What she’s describing is a whole side of Instagram that I’ve always been aware of but tried to avoid.* Turns out it’s all even weirder and more dystopian than I’d imagined.
* I’ve always treated my own account more as a record of a humble life lived (at least I’d like to think), with favorite shots of my family and travels over the years. I’m one month shy of my 9th anniversary on the app, and as I write this I’m still sitting at only 166 followers. Talk about Brand Presence™ eh?
On the subject of Instagram, filmmaker and photographer Joseph DiGiovanna runs the @nyc_timescape account, which posts time-lapses of the NYC skyline every single day, from sunrise to sunset, compiled from photos taken every 30 seconds using a Sony a7S mirrorless camera (part of a fantastic family of cameras 👌) and a custom physical setup in his own apartment in Weehawken, NJ.

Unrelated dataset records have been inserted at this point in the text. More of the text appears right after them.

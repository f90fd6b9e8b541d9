//! Shard files: append-only runs of length-prefixed `LogEntry` records.
//!
//! Record layout:
//! ```text
//! ┌─────────────┬──────────────────────────┐
//! │ len u32 (LE)│ prost-encoded LogEntry   │
//! └─────────────┴──────────────────────────┘
//! ```
//! A session's shards are named `<stem>--<n>.rlog` and ordered by `n`.

use std::fs::File;
use std::io::{self, Read, Write};
use std::path::{Path, PathBuf};

use prost::Message as _;
use tracing::{debug, info, warn};

use crate::proto::LogEntry;

/// File extension of shard files.
pub const SHARD_EXTENSION: &str = "rlog";

const LEN_PREFIX: usize = 4;

/// Errors reading or writing shard files.
#[derive(Debug, thiserror::Error)]
pub enum ShardError {
    #[error("I/O error: {0}")]
    Io(#[from] io::Error),

    #[error("Corrupt record: {0}")]
    Decode(#[from] prost::DecodeError),
}

pub type Result<T> = std::result::Result<T, ShardError>;

/// Path of shard `index` for a session directory and stem.
pub fn shard_path(dir: &Path, stem: &str, index: u64) -> PathBuf {
    dir.join(format!("{}--{}.{}", stem, index, SHARD_EXTENSION))
}

/// Shard index encoded in a shard file name, if it is one.
pub fn shard_index(path: &Path) -> Option<u64> {
    if path.extension()?.to_str()? != SHARD_EXTENSION {
        return None;
    }
    let stem = path.file_stem()?.to_str()?;
    let (_, index) = stem.rsplit_once("--")?;
    index.parse().ok()
}

/// Encode one record, length prefix included.
pub fn encode_record(entry: &LogEntry) -> Vec<u8> {
    let len = entry.encoded_len();
    let mut buf = Vec::with_capacity(LEN_PREFIX + len);
    buf.extend_from_slice(&(len as u32).to_le_bytes());
    // Vec<u8> grows as needed, encode cannot fail.
    let _ = entry.encode(&mut buf);
    buf
}

/// Read the next record.
///
/// Returns the entry and the number of bytes consumed, or `None` at end of
/// shard. A torn trailing record counts as end of shard.
pub fn read_record<R: Read>(reader: &mut R) -> Result<Option<(LogEntry, u64)>> {
    let mut len_buf = [0u8; LEN_PREFIX];
    let got = read_full(reader, &mut len_buf)?;
    if got == 0 {
        return Ok(None);
    }
    if got < LEN_PREFIX {
        warn!(bytes = got, "Torn record header at end of shard");
        return Ok(None);
    }

    let len = u32::from_le_bytes(len_buf) as usize;
    let mut body = vec![0u8; len];
    let got = read_full(reader, &mut body)?;
    if got < len {
        warn!(expected = len, got, "Torn record body at end of shard");
        return Ok(None);
    }

    let entry = LogEntry::decode(body.as_slice())?;
    Ok(Some((entry, (LEN_PREFIX + len) as u64)))
}

/// Read until `buf` is full or EOF; returns bytes read.
fn read_full<R: Read>(reader: &mut R, buf: &mut [u8]) -> io::Result<usize> {
    let mut filled = 0;
    while filled < buf.len() {
        match reader.read(&mut buf[filled..]) {
            Ok(0) => break,
            Ok(n) => filled += n,
            Err(e) if e.kind() == io::ErrorKind::Interrupted => {}
            Err(e) => return Err(e),
        }
    }
    Ok(filled)
}

// ============================================================================
// Writer
// ============================================================================

/// Appends records to a numbered run of shards, rotating on count or size.
#[derive(Debug)]
pub struct ShardWriter {
    dir: PathBuf,
    stem: String,
    max_count: u64,
    max_size: u64,
    stream: Option<File>,
    current: Option<PathBuf>,
    next_shard: u64,
    count: u64,
    size: u64,
    total: u64,
}

impl ShardWriter {
    /// Create a writer and open shard 0.
    pub fn create(
        dir: impl Into<PathBuf>,
        stem: impl Into<String>,
        max_count: u64,
        max_size: u64,
    ) -> Result<Self> {
        let mut writer = Self {
            dir: dir.into(),
            stem: stem.into(),
            max_count: max_count.max(1),
            max_size: max_size.max(1),
            stream: None,
            current: None,
            next_shard: 0,
            count: 0,
            size: 0,
            total: 0,
        };
        writer.next_stream()?;
        Ok(writer)
    }

    /// Close the current shard and open the next one.
    fn next_stream(&mut self) -> Result<()> {
        self.finish();

        let path = shard_path(&self.dir, &self.stem, self.next_shard);
        self.next_shard += 1;
        self.count = 0;
        self.size = 0;

        let file = File::create(&path)?;
        info!(shard = %path.display(), total = self.total, "Writing shard");
        self.stream = Some(file);
        self.current = Some(path);
        Ok(())
    }

    /// Append one entry, rotating first when the current shard is full.
    ///
    /// A failed write abandons the current shard; the next call opens a new
    /// one.
    pub fn write(&mut self, entry: &LogEntry) -> Result<()> {
        if self.stream.is_none() || self.count >= self.max_count || self.size >= self.max_size {
            self.next_stream()?;
        }

        let record = encode_record(entry);
        let Some(stream) = self.stream.as_mut() else {
            return Ok(());
        };
        if let Err(e) = stream.write_all(&record).and_then(|_| stream.flush()) {
            self.stream = None;
            return Err(e.into());
        }

        self.count += 1;
        self.size += record.len() as u64;
        self.total += 1;
        Ok(())
    }

    /// Close the current shard.
    pub fn finish(&mut self) {
        if let Some(stream) = self.stream.take() {
            if let Err(e) = stream.sync_data() {
                warn!(error = %e, "Failed to sync shard on close");
            }
            if let Some(path) = &self.current {
                debug!(shard = %path.display(), entries = self.count, bytes = self.size, "Shard closed");
            }
        }
    }

    /// Entries written across all shards.
    pub fn total(&self) -> u64 {
        self.total
    }

    /// Shard currently being written.
    pub fn current_path(&self) -> Option<&Path> {
        self.current.as_deref()
    }
}

impl Drop for ShardWriter {
    fn drop(&mut self) {
        self.finish();
    }
}
//! rigbus-replay: plays recorded sessions back onto the bus
//!
//! ## Commands (`/replayd/in/<command>/`)
//! - `enable` / `disable`
//! - `load` (`LoadLogRequest`), `loop` (`BoolValue`)
//! - `start` / `stop`, `scrub` (`Float64Value`, recorded time)
//!
//! Status on `/replayd/status/`, session list on `/replayd/list/`, errors on
//! `/server_exception/`.
//!
//! ## Configuration
//! - `storage.log_root` (or `REPLAY_LOG_DIR`): where sessions are read from
//! - `replay.block_list`: services silenced while replay is enabled
//! - `replay.excluded_prefixes`: recorded topics never re-published

use std::sync::Arc;

use tracing::info;

use rigbus::bus::{BusPublisher, BusSubscriber};
use rigbus::config::Config;
use rigbus::process::heartbeat::{daemon_name, spawn_heartbeat};
use rigbus::replay::ReplayServer;
use rigbus::utils::bootstrap::{init_tracing, parse_config_path, shutdown_signal};

#[tokio::main(flavor = "current_thread")]
async fn main() -> Result<(), Box<dyn std::error::Error>> {
    init_tracing();

    let config = Config::load(parse_config_path().as_deref())?;
    let network = &config.network;

    let publisher = Arc::new(BusPublisher::connect(network.ingress_addr(), network.hwm));
    let subscriber = BusSubscriber::connect(network.egress_addr(), network.hwm);

    let heartbeat = daemon_name().map(|name| spawn_heartbeat(publisher.clone(), name));

    info!(
        log_root = %config.storage.log_root.display(),
        service = %config.replay.service,
        "rigbus-replay started"
    );

    let server =
        ReplayServer::from_config(publisher, &config.storage, &config.recorder, &config.replay);
    server.run(&subscriber, shutdown_signal()).await?;

    if let Some(task) = heartbeat {
        task.abort();
    }
    Ok(())
}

Which is cool enough as it is, but the true goal of the project goes way beyond just that: DiGiovanna aims to capture these daily time-lapses for at least 30 years, four of which have already gone by!
As for that custom setup I mentioned, he lays it out on the project’s official site (you’ll have to scroll down to the FAQ section):
It’s actually a whole system. The camera is tethered to a dedicated laptop, which has two dedicated external 6TB hard drives – all of which are connected to their own uninterruptible power supply in case of a blackout. The whole system is controlled by a series of AppleScripts I wrote that run on a schedule.
A homemade Arduino IR Intervalometer triggers the camera to take a photo every 30 seconds. On the laptop there’s a script that activates one minute after midnight and creates a new folder with yesterday’s date – and then moves all the images created the day before into that folder. At 30 minutes past midnight, another script copies that folder onto the backup hard drive.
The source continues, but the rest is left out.